For partial information (some constraints): - Calculate constrained possibilities. - Use conditional probability.
**Common applications:**
- **Olympic events**: medal positions. - **Business**: organizational rankings. - **Sports**: bracket arrangements. - **Sequencing**: gene order, story order. - **Logistics**: route arrangements (Traveling Salesman). - **Scheduling**: task ordering. - **Music**: note sequences. - **Cryptography**: cipher permutations.
**Permutation generation:**
For small n, can enumerate all explicitly. For larger n: programmatic generation needed. For very large n: only count, can't enumerate.
**Memorization tip:**
- P → Position/Place/Procedure (order) - C → Choose/Collect/Cluster (no order)
**Practical examples:**
1. **Race**: 12 runners, top 3 medals.
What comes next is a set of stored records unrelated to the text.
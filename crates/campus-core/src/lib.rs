//! Shared vocabulary of the campus request governance layer.

pub mod config;
pub mod ids;
pub mod transport;

pub use config::{CacheConfig, ConfigError, GovernorConfig, SchedulerConfig};
pub use ids::TaskId;
pub use transport::{TransportError, TransportFailure};
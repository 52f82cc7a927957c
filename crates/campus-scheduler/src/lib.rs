//! Client-side request scheduler.
//!
//! [`RequestScheduler`] bounds how many transport operations run at once,
//! keeps a minimum spacing between dispatches, orders waiting work by
//! priority and retries rate-limited or network-level failures with
//! exponential backoff.

pub mod backoff;
mod dispatcher;
pub mod errors;
mod messages;
mod queue;
pub mod scheduler;
pub mod task;

pub use errors::SchedulerError;
pub use scheduler::{RequestScheduler, SchedulerStatus, TaskHandle};
pub use task::{SubmitOptions, TaskState, TaskTransitionError};
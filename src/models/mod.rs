//! 姿态模型接口与具体实现
//! Pose model interface and implementations

pub mod scripted;

pub use scripted::{fallen_pose, standing_pose, ScriptedPoseEstimator};

use crate::detection::{Frame, PoseKeypoints};
use anyhow::Result;

/// 姿态估计模型 (外部协作方)
///
/// 每帧返回零个或多个目标的关键点集合, 集合可以为空 (画面无人)。
pub trait PoseEstimator {
    fn infer(&mut self, frame: &Frame) -> Result<Vec<PoseKeypoints>>;
}
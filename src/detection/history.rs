//! 姿态历史窗口
//! Bounded sliding window of recent pose keypoints

use super::types::PoseKeypoints;
use std::collections::VecDeque;

/// 历史窗口容量 (帧)
pub const HISTORY_CAPACITY: usize = 5;

/// 最近关键点的有界滑动窗口, FIFO淘汰
///
/// 窗口按"最后见到"记录, 不跨帧绑定身份; 只用于检测鼻点在短时间内的
/// 纵向突变。参照帧要等窗口填满才可用, 避免开机头几帧误判。
pub struct PoseHistory {
    frames: VecDeque<PoseKeypoints>,
    capacity: usize,
}

impl PoseHistory {
    pub fn new() -> Self {
        Self::with_capacity(HISTORY_CAPACITY)
    }

    pub fn with_capacity(capacity: usize) -> Self {
        Self {
            frames: VecDeque::with_capacity(capacity),
            capacity,
        }
    }

    /// 追加一帧关键点, 超出容量时淘汰最旧一帧
    pub fn push(&mut self, keypoints: PoseKeypoints) {
        if self.frames.len() == self.capacity {
            self.frames.pop_front();
        }
        self.frames.push_back(keypoints);
    }

    /// 参照帧: 窗口填满后返回最旧一帧, 未满时无参照
    pub fn prior(&self) -> Option<&PoseKeypoints> {
        if self.is_full() {
            self.frames.front()
        } else {
            None
        }
    }

    pub fn len(&self) -> usize {
        self.frames.len()
    }

    pub fn is_empty(&self) -> bool {
        self.frames.is_empty()
    }

    pub fn is_full(&self) -> bool {
        self.frames.len() == self.capacity
    }
}

impl Default for PoseHistory {
    fn default() -> Self {
        Self::new()
    }
}

#[cfg(test)]
mod tests {
    use super::*;

    fn kp(y: f32) -> PoseKeypoints {
        PoseKeypoints {
            points: vec![(0.0, y, 0.9)],
        }
    }

    #[test]
    fn test_prior_requires_full_window() {
        let mut history = PoseHistory::new();
        for i in 0..4 {
            history.push(kp(i as f32));
            assert!(history.prior().is_none());
        }
        history.push(kp(4.0));
        assert!(history.is_full());
        // 参照帧是窗口内最旧一帧
        assert_eq!(history.prior().unwrap().points[0].1, 0.0);
    }

    #[test]
    fn test_fifo_eviction() {
        let mut history = PoseHistory::new();
        for i in 0..8 {
            history.push(kp(i as f32));
        }
        assert_eq!(history.len(), HISTORY_CAPACITY);
        // 0..2已被淘汰, 最旧一帧是3
        assert_eq!(history.prior().unwrap().points[0].1, 3.0);
    }
}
P(12, 3) = 1320 different podium configurations.
2. **Phone number**: 7-digit number. Each digit 0-9. With first digit not 0 or 1: 8 × 10^6 = 80M.
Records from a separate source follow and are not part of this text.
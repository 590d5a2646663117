//! 截图存储
//! Screenshot persistence for fall alerts

use crate::detection::Frame;
use anyhow::{anyhow, Context, Result};
use image::{DynamicImage, ImageBuffer, Rgba};
use std::fs;
use std::path::PathBuf;

/// 截图存储 (外部协作方): 保存当前帧并返回可引用的路径
pub trait ScreenshotStore: Send + Sync {
    fn save(&self, frame: &Frame, label: &str) -> Result<String>;
}

/// 本地磁盘存储
///
/// 写入 <save_dir>/fall_<label>.jpg, 返回前端可访问的URL路径
/// (如 /static/fall_images/fall_<label>.jpg)。
pub struct DiskScreenshotStore {
    save_dir: PathBuf,
    url_prefix: String,
}

impl DiskScreenshotStore {
    /// 默认目录 static/fall_images
    pub fn new() -> Result<Self> {
        Self::with_dir(
            PathBuf::from("static").join("fall_images"),
            "/static/fall_images",
        )
    }

    /// 创建存储并确保目录存在
    pub fn with_dir(save_dir: PathBuf, url_prefix: &str) -> Result<Self> {
        fs::create_dir_all(&save_dir)
            .with_context(|| format!("创建截图目录失败: {}", save_dir.display()))?;
        Ok(Self {
            save_dir,
            url_prefix: url_prefix.trim_end_matches('/').to_string(),
        })
    }
}

impl ScreenshotStore for DiskScreenshotStore {
    fn save(&self, frame: &Frame, label: &str) -> Result<String> {
        let filename = format!("fall_{label}.jpg");
        let path = self.save_dir.join(&filename);

        let rgba: ImageBuffer<Rgba<u8>, Vec<u8>> =
            ImageBuffer::from_raw(frame.width, frame.height, frame.rgba_data.to_vec()).ok_or_else(
                || anyhow!("帧尺寸与数据长度不一致: {}x{}", frame.width, frame.height),
            )?;

        // JPEG不带alpha通道, 先转RGB
        let rgb = DynamicImage::ImageRgba8(rgba).to_rgb8();
        rgb.save(&path)
            .with_context(|| format!("截图写入失败: {}", path.display()))?;

        Ok(format!("{}/{}", self.url_prefix, filename))
    }
}
//! 视频输入接口
//! Frame source interface
//!
//! 真实部署由摄像头/RTSP解码线程实现取帧; 本crate只约定接口,
//! 并内置一个演示与测试用的合成信号源。

use crate::detection::Frame;
use rand::Rng;
use std::sync::Arc;

/// 帧来源 (外部协作方)
///
/// 取不到帧时返回None; 实现方可以在next_frame内阻塞等待下一帧。
pub trait FrameSource {
    fn next_frame(&mut self) -> Option<Frame>;
}

// ========== 合成信号源 ==========

/// 合成摄像头: 生成带噪声的灰底帧
pub struct SyntheticCamera {
    width: u32,
    height: u32,
    frame_count: u64,
}

impl SyntheticCamera {
    pub fn new(width: u32, height: u32) -> Self {
        Self {
            width,
            height,
            frame_count: 0,
        }
    }

    pub fn frame_count(&self) -> u64 {
        self.frame_count
    }
}

impl FrameSource for SyntheticCamera {
    fn next_frame(&mut self) -> Option<Frame> {
        self.frame_count += 1;
        let mut rng = rand::thread_rng();
        let mut rgba = vec![0u8; (self.width * self.height * 4) as usize];
        for px in rgba.chunks_exact_mut(4) {
            let v = rng.gen_range(96u8..128u8);
            px[0] = v;
            px[1] = v;
            px[2] = v;
            px[3] = 255;
        }
        Some(Frame {
            rgba_data: Arc::new(rgba),
            width: self.width,
            height: self.height,
        })
    }
}
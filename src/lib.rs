pub mod broadcast; // 跌倒事件广播
pub mod control; // 控制入口 (请求式/Socket式)
pub mod detection; // 跌倒检测系统
pub mod fall_log; // 跌倒日志
pub mod input; // 视频输入接口
pub mod models; // 姿态模型接口与具体实现
pub mod session; // 检测会话生命周期
pub mod storage; // 截图存储

pub use crate::broadcast::{EventBroadcaster, FALL_CHANNEL};
pub use crate::detection::{
    ClassifierConfig, DebounceDecision, DetectionContext, FallClassifier, FallDebouncer,
    FallEvent, Frame, PoseHistory, PoseKeypoints, WorkerConfig,
};
pub use crate::fall_log::{FallLog, FallLogEntry};
pub use crate::session::{SessionController, StartOutcome, StopOutcome};

// COCO-17 关键点索引: 0-鼻子, 5-左肩, 6-右肩, 11-左髋, 12-右髋
pub const KP_NOSE: usize = 0;
pub const KP_LEFT_SHOULDER: usize = 5;
pub const KP_RIGHT_SHOULDER: usize = 6;
pub const KP_LEFT_HIP: usize = 11;
pub const KP_RIGHT_HIP: usize = 12;

/// 参与判定所需的最少关键点数, 不足则跳过该目标
pub const MIN_KEYPOINTS: usize = 13;

/// 文件名/事件ID用时间戳 (fall_2025-01-01_12-00-00.jpg)
pub fn gen_time_label(t: chrono::DateTime<chrono::Local>) -> String {
    t.format("%Y-%m-%d_%H-%M-%S").to_string()
}

/// 展示用时间戳 (日志与事件载荷)
pub fn gen_time_display(t: chrono::DateTime<chrono::Local>) -> String {
    t.format("%Y-%m-%d %H:%M:%S").to_string()
}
3. **License plate** (state varies): 3 letters + 3 digits. 26^3 × 10^3 = 17.6M plates.
4. **Lock combination**: 4-digit code, digits 0-9 with repetition: 10,000.
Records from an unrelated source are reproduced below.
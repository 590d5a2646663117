//! 跌倒事件广播
//! Fan-out of fall events to connected subscribers
//!
//! 推送为尽力而为: 不确认、不重试、不为晚到的订阅者补发。每个订阅者
//! 持有一条有界通道, 投递用try_send, 慢订阅者只会丢事件, 不会拖慢
//! 检测循环; 丢弃数量计入计数器。

use crate::detection::FallEvent;
use crossbeam_channel::{bounded, Receiver, Sender, TrySendError};
use std::sync::atomic::{AtomicU64, Ordering};
use std::sync::{Mutex, PoisonError};

/// 跌倒事件推送通道名
pub const FALL_CHANNEL: &str = "fall_detection";

/// 每个订阅者的通道容量
const SUBSCRIBER_BUFFER: usize = 60;

pub struct EventBroadcaster {
    subscribers: Mutex<Vec<Sender<FallEvent>>>,
    dropped: AtomicU64,
}

impl EventBroadcaster {
    pub fn new() -> Self {
        Self {
            subscribers: Mutex::new(Vec::new()),
            dropped: AtomicU64::new(0),
        }
    }

    /// 订阅跌倒事件推送
    pub fn subscribe(&self) -> Receiver<FallEvent> {
        let (tx, rx) = bounded(SUBSCRIBER_BUFFER);
        self.subscribers
            .lock()
            .unwrap_or_else(PoisonError::into_inner)
            .push(tx);
        rx
    }

    /// 广播一条跌倒事件, 同时打印投递轨迹
    pub fn publish(&self, event: &FallEvent) {
        let mut delivered = 0usize;
        {
            let mut subscribers = self
                .subscribers
                .lock()
                .unwrap_or_else(PoisonError::into_inner);
            subscribers.retain(|tx| match tx.try_send(event.clone()) {
                Ok(()) => {
                    delivered += 1;
                    true
                }
                Err(TrySendError::Full(_)) => {
                    // 订阅者积压, 丢弃本条
                    self.dropped.fetch_add(1, Ordering::Relaxed);
                    true
                }
                Err(TrySendError::Disconnected(_)) => false,
            });
        }

        match serde_json::to_string(event) {
            Ok(payload) => println!(
                "📢 [{}] 已投递 {} 个订阅者: {}",
                FALL_CHANNEL, delivered, payload
            ),
            Err(e) => eprintln!("❌ 事件序列化失败: {e}"),
        }
    }

    pub fn subscriber_count(&self) -> usize {
        self.subscribers
            .lock()
            .unwrap_or_else(PoisonError::into_inner)
            .len()
    }

    /// 因订阅者积压而丢弃的事件数
    pub fn dropped_count(&self) -> u64 {
        self.dropped.load(Ordering::Relaxed)
    }
}

impl Default for EventBroadcaster {
    fn default() -> Self {
        Self::new()
    }
}

#[cfg(test)]
mod tests {
    use super::*;
    use chrono::Local;

    fn event(id: u32) -> FallEvent {
        FallEvent::new(Local::now(), format!("/static/fall_images/{id}.jpg"), 0.9, 1)
    }

    #[test]
    fn test_fanout_to_all_subscribers() {
        let broadcaster = EventBroadcaster::new();
        let rx1 = broadcaster.subscribe();
        let rx2 = broadcaster.subscribe();
        assert_eq!(broadcaster.subscriber_count(), 2);

        broadcaster.publish(&event(1));

        assert_eq!(rx1.try_iter().count(), 1);
        assert_eq!(rx2.try_iter().count(), 1);
        assert_eq!(broadcaster.dropped_count(), 0);
    }

    #[test]
    fn test_publish_without_subscribers_is_noop() {
        let broadcaster = EventBroadcaster::new();
        broadcaster.publish(&event(1));
        assert_eq!(broadcaster.dropped_count(), 0);
    }

    #[test]
    fn test_slow_subscriber_drops_without_blocking() {
        let broadcaster = EventBroadcaster::new();
        let rx = broadcaster.subscribe();

        // 填满订阅通道后继续发布, publish不阻塞, 超出部分被丢弃
        for i in 0..(SUBSCRIBER_BUFFER as u32 + 3) {
            broadcaster.publish(&event(i));
        }

        assert_eq!(broadcaster.dropped_count(), 3);
        assert_eq!(rx.try_iter().count(), SUBSCRIBER_BUFFER);
    }

    #[test]
    fn test_disconnected_subscriber_is_pruned() {
        let broadcaster = EventBroadcaster::new();
        let rx = broadcaster.subscribe();
        drop(rx);

        broadcaster.publish(&event(1));
        assert_eq!(broadcaster.subscriber_count(), 0);
    }
}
5. **Class roster**: ordering 30 students for graduation: 30! ≈ 2.6 × 10^32.
**Stirling approximation for n!:**
For large n: n! ≈ √(2πn) × (n/e)^n.
Useful for very large calculations.
**Algorithmic complexity:**
Permutation problems often have factorial complexity (NP-hard for many). - Generating all permutations: O(n!). - Finding optimal: often exponential or factorial. - Special cases may have polynomial solutions.
**Real-world limits:**
- 52-card shuffle: ~10^67 possible orderings (more than atoms in observable universe). - This is why card shuffling is "essentially random" — almost no two shuffles are identical.
**Identities:**
- P(n, r) = n! / (n-r)! - P(n, n) = n! - P(n, 1) = n - P(n, 0) = 1 - P(n, r) = C(n, r) × r!
**Common errors:**
- Confusing P(n, r) with C(n, r). Permutations include order. - Using simple factorials when subset arrangements needed. - Forgetting repetition rules. - Computing very large factorials without consideration.
Common mistakes to avoid
- Confusing permutations with combinations. P respects order; C ignores.
- Trying to compute P(n, r) where r > n. Mathematically zero.
- Using simple factorial when permutation needed. P(n,r) = n!/(n-r)!, not n!.
- Forgetting repetition rules. With/without repetition gives different counts.
- Treating P(n, 0) and P(n, n) consistently. P(n, 0) = 1; P(n, n) = n!.
- Computing very large factorials directly. Use logarithms or approximations.
- Confusing arrangements (ordered) with combinations (unordered).